Broad Area Colloquium For AI-Geometry-Graphics-Robotics-Vision
Planning and Programming with First-order Representations
of Markov Decision Processes
Craig Boutilier
Department of Computer Science
University of Toronto
Monday, June 4, 2001, 4:15PM
TCSEQ 201
http://robotics.stanford.edu/ba-colloquium/
Abstract
Markov decision processes (MDPs) have become the de facto standard
model for decision-theoretic planning problems. However, classic
solution techniques relying on explicit state and action enumeration
are too computationally demanding for many AI planning problems. In
this talk, I describe a first-order representation--based on the
situation calculus--that allows certain classes MDPs to be represented
naturally and concisely. I then describe how two classes of
computational techniques can be extended to exploit first-order
structure when solving a large MDP.
I first describe a dynamic programming algorithm for solving large
MDPs without enumerating either state or action spaces. Based on a
decision-theoretic generalization of regression, this algorithm
discovers the logical structure of the optimal value function and
policy through analysis of the logical MDP representation. This should
lead to effective algorithms for automated planning with first-order
MDPs.
I then describe a framework for agent programming which allows the
seamless integration of explicit agent programming with
decision-theoretic planning. Specifically, the DTGolog model allows
one to partially specify a control program in a high-level, logical
language, and provides an interpreter that, given the first-order
representation of an MDP, will determine the optimal completion of
that program.
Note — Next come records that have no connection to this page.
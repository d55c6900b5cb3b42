use anyhow::{Context, Result};
use ouroboros::self_referencing;

use winit::application::ApplicationHandler;
use winit::dpi::LogicalSize;
use winit::event::WindowEvent;
use winit::event_loop::{ActiveEventLoop, ControlFlow, EventLoop};
use winit::window::{Window, WindowId};

use crate::core::{App as CoreApp, AppControl, FrameCtx, WindowCtx};
use crate::device::{Gpu, GpuInit};
use crate::input::translate::translate_window_event;
use crate::input::{InputFrame, InputState};
use crate::time::FrameClock;

/// Window/runtime configuration.
#[derive(Debug, Clone)]
pub struct RuntimeConfig {
    pub title: String,
    pub initial_size: LogicalSize<f64>,
}

impl Default for RuntimeConfig {
    fn default() -> Self {
        Self {
            title: "fishtank".to_string(),
            initial_size: LogicalSize::new(1280.0, 720.0),
        }
    }
}

impl RuntimeConfig {
    pub fn title(mut self, title: impl Into<String>) -> Self {
        self.title = title.into();
        self
    }

    pub fn size(mut self, width: f64, height: f64) -> Self {
        self.initial_size = LogicalSize::new(width, height);
        self
    }
}

/// Requests from the app, applied after the current callback returns.
#[derive(Debug, Default)]
pub struct RuntimeCtx {
    exit: bool,
}

impl RuntimeCtx {
    pub fn exit(&mut self) {
        self.exit = true;
    }
}

/// Entry point for the runtime: one window, redrawn continuously.
pub struct Runtime;

impl Runtime {
    pub fn run<A>(config: RuntimeConfig, gpu_init: GpuInit, app: A) -> Result<()>
    where
        A: 'static + CoreApp,
    {
        let event_loop = EventLoop::new().context("failed to create winit EventLoop")?;
        let mut state = AppState {
            config,
            gpu_init,
            app,
            window: None,
            exit_requested: false,
            startup_error: None,
        };

        event_loop
            .run_app(&mut state)
            .context("winit event loop terminated with error")?;

        state.app.on_exit();
        match state.startup_error {
            Some(err) => Err(err),
            None => Ok(()),
        }
    }
}

#[self_referencing]
struct WindowEntry {
    input_state: InputState,
    input_frame: InputFrame,
    clock: FrameClock,

    window: Window,

    #[borrows(window)]
    #[covariant]
    gpu: Gpu<'this>,
}

struct AppState<A>
where
    A: CoreApp + 'static,
{
    config: RuntimeConfig,
    gpu_init: GpuInit,
    app: A,

    window: Option<WindowEntry>,
    exit_requested: bool,
    startup_error: Option<anyhow::Error>,
}

impl<A> AppState<A>
where
    A: CoreApp + 'static,
{
    fn create_window_entry(&self, event_loop: &ActiveEventLoop) -> Result<WindowEntry> {
        let attrs = Window::default_attributes()
            .with_title(self.config.title.clone())
            .with_inner_size(self.config.initial_size);

        let window = event_loop
            .create_window(attrs)
            .context("failed to create window")?;

        let gpu_init = self.gpu_init.clone();
        WindowEntryTryBuilder {
            input_state: InputState::default(),
            input_frame: InputFrame::default(),
            clock: FrameClock::new(),
            window,
            gpu_builder: |w| {
                pollster::block_on(Gpu::new(w, gpu_init)).context("GPU initialization failed")
            },
        }
        .try_build()
    }

    fn request_exit(&mut self, event_loop: &ActiveEventLoop) {
        self.exit_requested = true;
        self.window = None;
        event_loop.exit();
    }

    fn redraw(&mut self, window_id: WindowId) -> RuntimeCtx {
        let mut runtime_ctx = RuntimeCtx::default();
        let (app, Some(entry)) = (&mut self.app, self.window.as_mut()) else {
            return runtime_ctx;
        };

        entry.with_mut(|fields| {
            let time = fields.clock.tick();

            let control = {
                let mut ctx = FrameCtx {
                    window: WindowCtx { id: window_id, window: fields.window },
                    gpu: fields.gpu,
                    input: fields.input_state,
                    input_frame: fields.input_frame,
                    time,
                    runtime: &mut runtime_ctx,
                };
                app.on_frame(&mut ctx)
            };
            if control == AppControl::Exit {
                runtime_ctx.exit();
            }

            // Per-frame deltas are consumed by exactly one frame.
            fields.input_frame.clear();
        });

        runtime_ctx
    }
}

impl<A> ApplicationHandler for AppState<A>
where
    A: CoreApp + 'static,
{
    fn resumed(&mut self, event_loop: &ActiveEventLoop) {
        if self.window.is_some() || self.exit_requested {
            return;
        }

        match self.create_window_entry(event_loop) {
            Ok(entry) => {
                entry.with_window(|w| w.request_redraw());
                self.window = Some(entry);
            }
            Err(err) => {
                log::error!("failed to create window: {err:#}");
                self.startup_error = Some(err);
                self.request_exit(event_loop);
            }
        }
    }

    fn about_to_wait(&mut self, event_loop: &ActiveEventLoop) {
        if self.exit_requested {
            event_loop.exit();
            return;
        }

        // Tracking data arrives independently of window events, so redraw continuously.
        event_loop.set_control_flow(ControlFlow::Poll);
        if let Some(entry) = &self.window {
            entry.with_window(|w| w.request_redraw());
        }
    }

    fn window_event(&mut self, event_loop: &ActiveEventLoop, window_id: WindowId, event: WindowEvent) {
        if self.exit_requested {
            event_loop.exit();
            return;
        }

        let (app, Some(entry)) = (&mut self.app, self.window.as_mut()) else {
            return;
        };

        let mut exit_from_event = false;
        entry.with_mut(|fields| {
            if let Some(ev) = translate_window_event(fields.window, &event) {
                fields.input_state.apply_event(fields.input_frame, ev);
            }
            if app.on_window_event(window_id, &event) == AppControl::Exit {
                exit_from_event = true;
            }
        });

        if exit_from_event {
            self.request_exit(event_loop);
            return;
        }

        match &event {
            WindowEvent::CloseRequested => self.request_exit(event_loop),

            WindowEvent::Resized(new_size) => {
                entry.with_gpu_mut(|gpu| gpu.resize(*new_size));
                entry.with_window(|w| w.request_redraw());
            }

            WindowEvent::ScaleFactorChanged { .. } => {
                let new_size = entry.with_window(|w| w.inner_size());
                entry.with_gpu_mut(|gpu| gpu.resize(new_size));
                entry.with_window(|w| w.request_redraw());
            }

            WindowEvent::RedrawRequested => {
                if self.redraw(window_id).exit {
                    self.request_exit(event_loop);
                }
            }

            _ => {}
        }
    }
}
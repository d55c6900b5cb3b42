use winit::event::WindowEvent;
use winit::window::WindowId;

use super::ctx::FrameCtx;

/// Control directive returned by app callbacks.
#[derive(Debug, Copy, Clone, Eq, PartialEq)]
pub enum AppControl {
    Continue,
    Exit,
}

/// What the runtime drives: raw window events plus one callback per frame.
pub trait App {
    fn on_window_event(&mut self, window_id: WindowId, event: &WindowEvent) -> AppControl {
        let _ = (window_id, event);
        AppControl::Continue
    }

    /// Called once per redraw of each window.
    fn on_frame(&mut self, ctx: &mut FrameCtx<'_, '_>) -> AppControl;

    /// Called once before the event loop returns.
    fn on_exit(&mut self) {}
}
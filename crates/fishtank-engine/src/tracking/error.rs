use thiserror::Error;

/// Registry errors.
#[derive(Debug, Clone, PartialEq, Eq, Error)]
pub enum TrackingError {
    /// No source is registered under this device id.
    #[error("unknown tracking device `{0}`")]
    UnknownDevice(String),

    /// A source with this device id is already registered.
    #[error("tracking device `{0}` is already registered")]
    DuplicateDevice(String),
}
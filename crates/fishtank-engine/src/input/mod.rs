//! Input subsystem.
//!
//! Public API is platform-agnostic and does not expose winit types; the
//! runtime translates window events into `InputEvent`s.

mod frame;
mod state;
pub(crate) mod translate;
mod types;

pub use frame::InputFrame;
pub use state::InputState;
pub use types::{InputEvent, Key, KeyState};
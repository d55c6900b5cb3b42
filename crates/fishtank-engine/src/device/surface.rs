use winit::dpi::PhysicalSize;

use super::SurfaceErrorAction;

pub(crate) fn choose_surface_format(
    caps: &wgpu::SurfaceCapabilities,
    prefer_srgb: bool,
) -> Option<wgpu::TextureFormat> {
    let first = caps.formats.first().copied()?;
    if !prefer_srgb {
        return Some(first);
    }

    [wgpu::TextureFormat::Bgra8UnormSrgb, wgpu::TextureFormat::Rgba8UnormSrgb]
        .into_iter()
        .find(|f| caps.formats.contains(f))
        .or(Some(first))
}

pub(crate) fn choose_alpha_mode(
    caps: &wgpu::SurfaceCapabilities,
    requested: Option<wgpu::CompositeAlphaMode>,
) -> wgpu::CompositeAlphaMode {
    requested
        .filter(|m| caps.alpha_modes.contains(m))
        .or_else(|| caps.alpha_modes.first().copied())
        .unwrap_or(wgpu::CompositeAlphaMode::Auto)
}

pub(crate) fn create_depth_view(
    device: &wgpu::Device,
    format: wgpu::TextureFormat,
    size: PhysicalSize<u32>,
) -> wgpu::TextureView {
    let texture = device.create_texture(&wgpu::TextureDescriptor {
        label: Some("fishtank depth"),
        size: wgpu::Extent3d {
            width: size.width.max(1),
            height: size.height.max(1),
            depth_or_array_layers: 1,
        },
        mip_level_count: 1,
        sample_count: 1,
        dimension: wgpu::TextureDimension::D2,
        format,
        usage: wgpu::TextureUsages::RENDER_ATTACHMENT,
        view_formats: &[],
    });
    texture.create_view(&wgpu::TextureViewDescriptor::default())
}

pub(crate) fn map_surface_error(err: wgpu::SurfaceError, size: PhysicalSize<u32>) -> SurfaceErrorAction {
    match err {
        wgpu::SurfaceError::Lost | wgpu::SurfaceError::Outdated if size.width > 0 && size.height > 0 => {
            SurfaceErrorAction::Reconfigured
        }
        wgpu::SurfaceError::Lost | wgpu::SurfaceError::Outdated => SurfaceErrorAction::SkipFrame,
        wgpu::SurfaceError::OutOfMemory => SurfaceErrorAction::Fatal,
        wgpu::SurfaceError::Timeout | wgpu::SurfaceError::Other => SurfaceErrorAction::SkipFrame,
    }
}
The DTGolog interpreter can be viewed as constructing
an optimal policy subject to the constraints imposed by the
partially-specified program.
Finally, I describe some new directions we are exploring to further
exploit the integration of planning and programming in first-order
representations MDPs. These include the use of our first-order dynamic
programming algorithm to construct optimal completions of programs,
and the use of regression to compile "action models" of procedures and
other program fragments that are used repeatedly.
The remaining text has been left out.